Les églises et les couvents de Cuzco sont généralement construits en pierre dure, grès carbonifère, trachyte porphyroïde, granit feldspathique, au lieu d’être bâtis en bois, en torchis et en plâtre, comme ceux des villes du littoral. Cette différence dans le choix et la nature des matériaux, est motivée par la situation des derniers édifices au pied de la chaîne des Andes dans le voisinage de quelque volcan, et la fréquence des tremblements de terre auxquels ils sont exposés. De là l’emploi du badigeon sur leurs façades et ces nuances gris de perle, rose paille, cuisse de nymphe, dont l’architecte les empâte pour dissimuler la charpente du monument.
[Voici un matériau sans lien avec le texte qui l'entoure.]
//! LLM Provider trait and common types

use async_trait::async_trait;
use serde::{Deserialize, Serialize};
use thiserror::Error;

use crate::config::ConfigError;
use crate::envelope::{extract_text, CompletionEnvelope};

/// Model used when a request does not name one
pub const DEFAULT_MODEL: &str = "claude-3-sonnet-20240229";

/// Errors from LLM providers
#[derive(Debug, Error)]
pub enum LlmError {
    #[error("Configuration error: {0}")]
    Configuration(#[from] ConfigError),
    #[error("Connection failed: {0}")]
    ConnectionFailed(String),
    #[error("Request failed: {0}")]
    RequestFailed(String),
    #[error("Invalid response: {0}")]
    InvalidResponse(String),
    #[error("Rate limited")]
    RateLimited,
    #[error("Provider not available")]
    NotAvailable,
    #[error("Runtime error: {0}")]
    Runtime(String),
}

impl LlmError {
    /// Whether this error was raised before any request was attempted
    pub fn is_configuration(&self) -> bool {
        matches!(self, LlmError::Configuration(_))
    }
}

/// Conversational role of a message
#[derive(Debug, Clone, Copy, PartialEq, Eq, Hash, Serialize, Deserialize)]
#[serde(rename_all = "lowercase")]
pub enum Role {
    System,
    User,
    Assistant,
}

impl Role {
    pub fn as_str(&self) -> &'static str {
        match self {
            Role::System => "system",
            Role::User => "user",
            Role::Assistant => "assistant",
        }
    }
}

/// A single role-tagged message
#[derive(Debug, Clone, PartialEq, Eq, Serialize, Deserialize)]
pub struct ChatMessage {
    pub role: Role,
    pub content: String,
}

impl ChatMessage {
    pub fn system(content: impl Into<String>) -> Self {
        Self {
            role: Role::System,
            content: content.into(),
        }
    }

    pub fn user(content: impl Into<String>) -> Self {
        Self {
            role: Role::User,
            content: content.into(),
        }
    }

    pub fn assistant(content: impl Into<String>) -> Self {
        Self {
            role: Role::Assistant,
            content: content.into(),
        }
    }
}

/// Sampling parameters shared by every message sequence of a request
#[derive(Debug, Clone, PartialEq, Serialize, Deserialize)]
pub struct CompletionParams {
    /// Model identifier; empty means "provider default"
    pub model: String,
    /// Maximum tokens to generate
    pub max_tokens: u32,
    /// Temperature (0.0 = deterministic, 1.0 = creative)
    pub temperature: f32,
}

impl Default for CompletionParams {
    fn default() -> Self {
        Self {
            model: DEFAULT_MODEL.to_string(),
            max_tokens: 1024,
            temperature: 0.7,
        }
    }
}

impl CompletionParams {
    pub fn new(model: &str, max_tokens: u32, temperature: f32) -> Self {
        Self {
            model: model.to_string(),
            max_tokens,
            temperature,
        }
    }

    /// Resolve the model to send, falling back to the provider default
    pub fn model_or<'a>(&'a self, fallback: &'a str) -> &'a str {
        if self.model.trim().is_empty() {
            fallback
        } else {
            &self.model
        }
    }
}

/// A request to an LLM
#[derive(Debug, Clone, PartialEq, Serialize, Deserialize)]
pub struct LlmRequest {
    /// Role-tagged conversation
    pub messages: Vec<ChatMessage>,
    /// Model and sampling parameters
    pub params: CompletionParams,
}

impl LlmRequest {
    pub fn new(messages: Vec<ChatMessage>, params: CompletionParams) -> Self {
        Self { messages, params }
    }

    /// Create a simple single-turn request with default settings
    pub fn simple(prompt: &str) -> Self {
        Self::new(vec![ChatMessage::user(prompt)], CompletionParams::default())
    }

    /// Create a single-turn request with a system instruction
    pub fn with_role(system: &str, prompt: &str) -> Self {
        Self::new(
            vec![ChatMessage::system(system), ChatMessage::user(prompt)],
            CompletionParams::default(),
        )
    }

    /// Text of the last user message, if any
    pub fn last_user_prompt(&self) -> Option<&str> {
        self.messages
            .iter()
            .rev()
            .find(|m| m.role == Role::User)
            .map(|m| m.content.as_str())
    }
}

/// Split a conversation into the system instruction and the remaining turns.
///
/// Only a system message in first position becomes the instruction; system
/// messages are never forwarded as conversation turns.
pub fn split_system(messages: &[ChatMessage]) -> (Option<String>, Vec<ChatMessage>) {
    let system = messages
        .first()
        .filter(|m| m.role == Role::System)
        .map(|m| m.content.clone());

    let turns = messages
        .iter()
        .filter(|m| m.role != Role::System)
        .cloned()
        .collect();

    (system, turns)
}

/// Trait for LLM providers
#[async_trait]
pub trait LlmProvider: Send + Sync + std::fmt::Debug {
    /// Get the provider name
    fn name(&self) -> &str;

    /// Check if the provider is available
    async fn is_available(&self) -> bool;

    /// Generate a completion
    async fn complete(&self, request: LlmRequest) -> Result<CompletionEnvelope, LlmError>;

    /// Generate with a simple prompt (convenience method)
    async fn ask(&self, prompt: &str) -> Result<String, LlmError> {
        let envelope = self.complete(LlmRequest::simple(prompt)).await?;
        Ok(extract_text(Some(&envelope)).unwrap_or_default())
    }
}

#[cfg(test)]
mod tests {
    use super::*;

    #[test]
    fn test_split_system_extracts_leading_instruction() {
        let messages = vec![
            ChatMessage::system("Be terse."),
            ChatMessage::user("Hello"),
            ChatMessage::assistant("Hi"),
        ];

        let (system, turns) = split_system(&messages);
        assert_eq!(system.as_deref(), Some("Be terse."));
        assert_eq!(turns.len(), 2);
        assert!(turns.iter().all(|m| m.role != Role::System));
    }

    #[test]
    fn test_split_system_ignores_late_system_message() {
        let messages = vec![ChatMessage::user("Hello"), ChatMessage::system("late")];

        let (system, turns) = split_system(&messages);
        assert!(system.is_none());
        assert_eq!(turns, vec![ChatMessage::user("Hello")]);
    }

    #[test]
    fn test_model_fallback() {
        let params = CompletionParams::new("", 10, 0.0);
        assert_eq!(params.model_or("gpt-4"), "gpt-4");

        let params = CompletionParams::new("claude-3-haiku-20240307", 10, 0.0);
        assert_eq!(params.model_or("gpt-4"), "claude-3-haiku-20240307");
    }

    #[test]
    fn test_role_serializes_lowercase() {
        let json = serde_json::to_string(&ChatMessage::user("x")).unwrap();
        assert_eq!(json, r#"{"role":"user","content":"x"}"#);
    }
}
//! Dialectic CLI - run LLM debates from the command line
//!
//! # Usage
//!
//! ```bash
//! # Run a three-round debate and save the transcript
//! dialectic run "Was congestion pricing successful in London?" --output debate.json
//!
//! # Try it offline with the built-in mock agents
//! dialectic run "Tabs beat spaces" --rounds 1 --mock
//!
//! # Inspect a saved transcript
//! dialectic show debate.json
//!
//! # Show version and configuration
//! dialectic info
//! ```

use anyhow::Result;
use clap::{Parser, Subcommand};
use colored::Colorize;

mod commands;

use commands::{info, run, show};

/// Dialectic - structured debates between LLM agents
///
/// Two agents argue opposite sides of a topic over several rounds,
/// then a third agent scores the exchange and names a winner.
#[derive(Parser)]
#[command(
    name = "dialectic",
    version,
    about = "Dialectic - multi-agent LLM debates with automated judging",
    long_about = "Dialectic runs a structured debate between two LLM agents.\n\n\
                  Agent A argues for the topic and agent B against it.\n\
                  A judge agent then scores the debate and gives a verdict."
)]
struct Cli {
    /// Increase verbosity (-v, -vv, -vvv)
    #[arg(short, long, action = clap::ArgAction::Count, global = true)]
    verbose: u8,

    #[command(subcommand)]
    command: Commands,
}

#[derive(Subcommand)]
enum Commands {
    /// Run a debate on a topic
    #[command(name = "run")]
    Run(run::RunArgs),

    /// Display a saved debate transcript
    #[command(name = "show")]
    Show(show::ShowArgs),

    /// Show version and configuration
    #[command(name = "info")]
    Info(info::InfoArgs),
}

#[tokio::main]
async fn main() -> Result<()> {
    let cli = Cli::parse();

    // Setup tracing based on verbosity
    setup_logging(cli.verbose);

    match cli.command {
        Commands::Run(args) => run::run(args).await,
        Commands::Show(args) => show::run(args).await,
        Commands::Info(args) => info::run(args),
    }
}

/// Setup logging based on verbosity level
fn setup_logging(verbosity: u8) {
    use tracing_subscriber::EnvFilter;

    let filter = match verbosity {
        0 => "warn",
        1 => "info",
        2 => "debug",
        _ => "trace",
    };

    tracing_subscriber::fmt()
        .with_writer(std::io::stderr)
        .with_env_filter(
            EnvFilter::try_from_default_env().unwrap_or_else(|_| EnvFilter::new(filter)),
        )
        .init();
}

/// Print a success message with a checkmark
pub fn print_success(msg: &str) {
    println!("{} {}", "✓".green().bold(), msg);
}

/// Print an error message with an X
pub fn print_error(msg: &str) {
    eprintln!("{} {}", "✗".red().bold(), msg);
}

/// Print a warning message
pub fn print_warning(msg: &str) {
    println!("{} {}", "⚠".yellow().bold(), msg);
}

/// Print an info message
pub fn print_info(msg: &str) {
    println!("{} {}", "ℹ".blue().bold(), msg);
}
Les édifices de Cuzco n’ont pas besoin de recourir à ces artifices vulgaires. Ils étalent dans sa couleur et sa nudité primitives la pierre dont ils sont bâtis, et sur laquelle le temps, la pluie et le soleil ont passé comme un vernis sombre. Leur physionomie a je ne sais quelle grandeur morne, quelle majesté taciturne, qui s’harmonise avec la tristesse du ciel, la rigidité du climat et les lourdes gibbosités des montagnes voisines.

La disposition, intérieure des églises est presque toujours celle d’une croix latine. Quelques-unes n’ont qu’une nef sans bas côtés, comme l’église des Pères de Jésus ; d’autres ont une nef principale et deux nefs secondaires, comme l’église de la Merced, ou trois maîtresses nefs et deux collatéraux, comme la cathédrale. Leurs voûtes en berceau, plus élevées du double que celles des églises du littoral, sont quelquefois lisses, quelquefois renforcées par des arcs-doubleaux et supportées par des colonnes engagées ou de simples pilastres. La décoration architecturale de ces églises est généralement très-simple à l’intérieur. Parfois cette simplicité s’étend à l’extérieur de l’édifice, dont toute l’ornementation se borne alors à un fronton triangulaire, engagé entre deux tours en saillie, supporté par des colonnes accouplées, et surmonté d’un étage percé de fenêtres carrées et décoré de colonnettes, comme la façade de la cathédrale. Parfois encore, cette ornementation emprunte au goût hispano-lusitanien des dix-septième et dix-huitième siècles son matériel de pinacles et d’acrotères, de pyramidions et de boules, auxquels elle ajoute le luxe des enroulements, des oves, des volutes, des pompons et des chicorées de cette bienheureuse époque. L’église des Pères de Jésus et celle de la Merced offrent sur leurs façades un assortiment assez complet de ces fantaisies. Remarquons toutefois que les diverses pièces de ce bric-à-brac architectural, au lieu d’être moulées en plâtre et rapportées après coup, comme sur les façades des églises du littoral, sont laborieusement taillées dans le trachyte ou le granit des Andes, circonstance qui fait gagner par le maçon la cause perdue par l’architecte.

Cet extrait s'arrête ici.